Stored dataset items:
::::
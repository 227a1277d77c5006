//! Board widget rendering the heat map and the mask.

use ratatui::{
    layout::{Constraint, Rect},
    style::Style,
    widgets::{Block, Borders, Cell, Row, Table},
    Frame,
};

use crate::services::cell_view;

use super::{AppState, Focus};

/// Width of one board cell in characters, sized for a two-decimal label.
const CELL_WIDTH: u16 = 6;

/// Marker shown in buried cells.
const BURIED_MARKER: &str = " ░░░░ ";

/// Board widget renders the mask and heat-map grid.
pub struct BoardWidget;

impl BoardWidget {
    /// Render the board widget.
    pub fn render(f: &mut Frame, area: Rect, state: &AppState) {
        let theme = &state.theme;
        let rows = state.board.rows();
        let cols = state.board.cols();

        let mut table_rows = Vec::with_capacity(rows);
        for y in 0..rows {
            let cells: Vec<Cell> = (0..cols)
                .map(|x| {
                    let view =
                        cell_view::cell_view(state.result.as_ref(), state.display.mode(), y, x);
                    let buried = state.board.is_buried(x, y);
                    let under_cursor = state.focus == Focus::Board
                        && state.cursor.x() == x
                        && state.cursor.y() == y;

                    let text = if buried {
                        BURIED_MARKER.to_string()
                    } else if view.label.is_empty() {
                        " ".repeat(CELL_WIDTH as usize)
                    } else {
                        format!(" {} ", view.label)
                    };

                    let mut style = if buried {
                        Style::default().fg(theme.text_muted).bg(theme.surface)
                    } else if let Some(color) = view.background {
                        Style::default()
                            .fg(view.text.to_ratatui_color())
                            .bg(color.to_ratatui_color())
                    } else {
                        Style::default().fg(theme.text)
                    };
                    if under_cursor {
                        style = Style::default().fg(theme.background).bg(theme.accent);
                    }

                    Cell::from(text).style(style)
                })
                .collect();
            table_rows.push(Row::new(cells));
        }

        let constraints = vec![Constraint::Length(CELL_WIDTH); cols];
        let title = format!(" Board {rows}×{cols} - {} ", state.display.mode().display_name());
        let table = Table::new(table_rows, constraints)
            .block(
                Block::default()
                    .title(title)
                    .borders(Borders::ALL)
                    .border_style(Style::default().fg(if state.focus == Focus::Board {
                        theme.accent
                    } else {
                        theme.primary
                    })),
            )
            .column_spacing(0);

        f.render_widget(table, area);
    }
}
//! Result-to-display mapping for board cells.
//!
//! Pure, stateless transformations from an optional estimation result plus
//! the current display mode to what one cell should show: a two-decimal
//! label, a background color, and a readable foreground. Nothing here
//! mutates state or panics on absent data; missing readings render as an
//! empty cell.

use crate::models::{CellReading, Grid, InferenceResult, Rgb, TextColor};
use crate::state::DisplayMode;

/// Display-ready description of one board cell.
#[derive(Debug, Clone, PartialEq)]
pub struct CellView {
    /// Cell text; empty when no reading is available.
    pub label: String,
    /// Heat-map background; `None` leaves the terminal default.
    pub background: Option<Rgb>,
    /// Foreground chosen for contrast against `background`.
    pub text: TextColor,
}

impl CellView {
    /// The view of a cell with no reading: no label, no color, default text.
    #[must_use]
    pub fn empty() -> Self {
        Self {
            label: String::new(),
            background: None,
            text: TextColor::default(),
        }
    }

    /// CSS form of the background, e.g. `"rgb(68, 1, 84)"`.
    #[must_use]
    pub fn css_background(&self) -> Option<String> {
        self.background.map(|color| color.css())
    }
}

/// Converts a flat row-major cell index into `(row, col)`.
///
/// `cols` must be positive; the caller supplies the board's known column
/// count.
#[must_use]
pub const fn index_to_row_col(index: usize, cols: usize) -> (usize, usize) {
    (index / cols, index % cols)
}

/// Selects the grid an estimation result shows in the given mode.
#[must_use]
pub const fn field_of(result: &InferenceResult, mode: DisplayMode) -> &Grid<CellReading> {
    match mode {
        DisplayMode::Entropy => &result.entropy,
        DisplayMode::Probability => &result.probabilities,
    }
}

/// Looks up the reading for one cell, if any.
///
/// Absent when there is no result or the coordinates fall outside the
/// result's grids; lookups are checked and never read out of bounds.
#[must_use]
pub fn reading_at(
    result: Option<&InferenceResult>,
    mode: DisplayMode,
    row: usize,
    col: usize,
) -> Option<&CellReading> {
    result.and_then(|r| field_of(r, mode).get(row, col))
}

/// Formats a reading's value with exactly two decimal places.
#[must_use]
pub fn label_of(reading: Option<&CellReading>) -> String {
    reading.map_or_else(String::new, |(value, _)| format!("{value:.2}"))
}

/// Builds the full display view for one cell.
#[must_use]
pub fn cell_view(
    result: Option<&InferenceResult>,
    mode: DisplayMode,
    row: usize,
    col: usize,
) -> CellView {
    match reading_at(result, mode, row, col) {
        Some(&(value, color)) => CellView {
            label: format!("{value:.2}"),
            background: Some(color),
            text: color.contrast_text(),
        },
        None => CellView::empty(),
    }
}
::::
-- Task instructions --
Set down the data above once more so that nothing differs from the original.

-- Problem solution --
repository 227a1277d77c5006
//! Board widget rendering the heat map and the mask.

use ratatui::{
    layout::{Constraint, Rect},
    style::Style,
    widgets::{Block, Borders, Cell, Row, Table},
    Frame,
};

use crate::services::cell_view;

use super::{AppState, Focus};

/// Width of one board cell in characters, sized for a two-decimal label.
const CELL_WIDTH: u16 = 6;

/// Marker shown in buried cells.
const BURIED_MARKER: &str = " ░░░░ ";

/// Board widget renders the mask and heat-map grid.
pub struct BoardWidget;

impl BoardWidget {
    /// Render the board widget.
    pub fn render(f: &mut Frame, area: Rect, state: &AppState) {
        let theme = &state.theme;
        let rows = state.board.rows();
        let cols = state.board.cols();

        let mut table_rows = Vec::with_capacity(rows);
        for y in 0..rows {
            let cells: Vec<Cell> = (0..cols)
                .map(|x| {
                    let view =
                        cell_view::cell_view(state.result.as_ref(), state.display.mode(), y, x);
                    let buried = state.board.is_buried(x, y);
                    let under_cursor = state.focus == Focus::Board
                        && state.cursor.x() == x
                        && state.cursor.y() == y;

                    let text = if buried {
                        BURIED_MARKER.to_string()
                    } else if view.label.is_empty() {
                        " ".repeat(CELL_WIDTH as usize)
                    } else {
                        format!(" {} ", view.label)
                    };

                    let mut style = if buried {
                        Style::default().fg(theme.text_muted).bg(theme.surface)
                    } else if let Some(color) = view.background {
                        Style::default()
                            .fg(view.text.to_ratatui_color())
                            .bg(color.to_ratatui_color())
                    } else {
                        Style::default().fg(theme.text)
                    };
                    if under_cursor {
                        style = Style::default().fg(theme.background).bg(theme.accent);
                    }

                    Cell::from(text).style(style)
                })
                .collect();
            table_rows.push(Row::new(cells));
        }

        let constraints = vec![Constraint::Length(CELL_WIDTH); cols];
        let title = format!(" Board {rows}×{cols} - {} ", state.display.mode().display_name());
        let table = Table::new(table_rows, constraints)
            .block(
                Block::default()
                    .title(title)
                    .borders(Borders::ALL)
                    .border_style(Style::default().fg(if state.focus == Focus::Board {
                        theme.accent
                    } else {
                        theme.primary
                    })),
            )
            .column_spacing(0);

        f.render_widget(table, area);
    }
}
//! Result-to-display mapping for board cells.
//!
//! Pure, stateless transformations from an optional estimation result plus
//! the current display mode to what one cell should show: a two-decimal
//! label, a background color, and a readable foreground. Nothing here
//! mutates state or panics on absent data; missing readings render as an
//! empty cell.

use crate::models::{CellReading, Grid, InferenceResult, Rgb, TextColor};
use crate::state::DisplayMode;

/// Display-ready description of one board cell.
#[derive(Debug, Clone, PartialEq)]
pub struct CellView {
    /// Cell text; empty when no reading is available.
    pub label: String,
    /// Heat-map background; `None` leaves the terminal default.
    pub background: Option<Rgb>,
    /// Foreground chosen for contrast against `background`.
    pub text: TextColor,
}

impl CellView {
    /// The view of a cell with no reading: no label, no color, default text.
    #[must_use]
    pub fn empty() -> Self {
        Self {
            label: String::new(),
            background: None,
            text: TextColor::default(),
        }
    }

    /// CSS form of the background, e.g. `"rgb(68, 1, 84)"`.
    #[must_use]
    pub fn css_background(&self) -> Option<String> {
        self.background.map(|color| color.css())
    }
}

/// Converts a flat row-major cell index into `(row, col)`.
///
/// `cols` must be positive; the caller supplies the board's known column
/// count.
#[must_use]
pub const fn index_to_row_col(index: usize, cols: usize) -> (usize, usize) {
    (index / cols, index % cols)
}

/// Selects the grid an estimation result shows in the given mode.
#[must_use]
pub const fn field_of(result: &InferenceResult, mode: DisplayMode) -> &Grid<CellReading> {
    match mode {
        DisplayMode::Entropy => &result.entropy,
        DisplayMode::Probability => &result.probabilities,
    }
}

/// Looks up the reading for one cell, if any.
///
/// Absent when there is no result or the coordinates fall outside the
/// result's grids; lookups are checked and never read out of bounds.
#[must_use]
pub fn reading_at(
    result: Option<&InferenceResult>,
    mode: DisplayMode,
    row: usize,
    col: usize,
) -> Option<&CellReading> {
    result.and_then(|r| field_of(r, mode).get(row, col))
}

/// Formats a reading's value with exactly two decimal places.
#[must_use]
pub fn label_of(reading: Option<&CellReading>) -> String {
    reading.map_or_else(String::new, |(value, _)| format!("{value:.2}"))
}

/// Builds the full display view for one cell.
#[must_use]
pub fn cell_view(
    result: Option<&InferenceResult>,
    mode: DisplayMode,
    row: usize,
    col: usize,
) -> CellView {
    match reading_at(result, mode, row, col) {
        Some(&(value, color)) => CellView {
            label: format!("{value:.2}"),
            background: Some(color),
            text: color.contrast_text(),
        },
        None => CellView::empty(),
    }
}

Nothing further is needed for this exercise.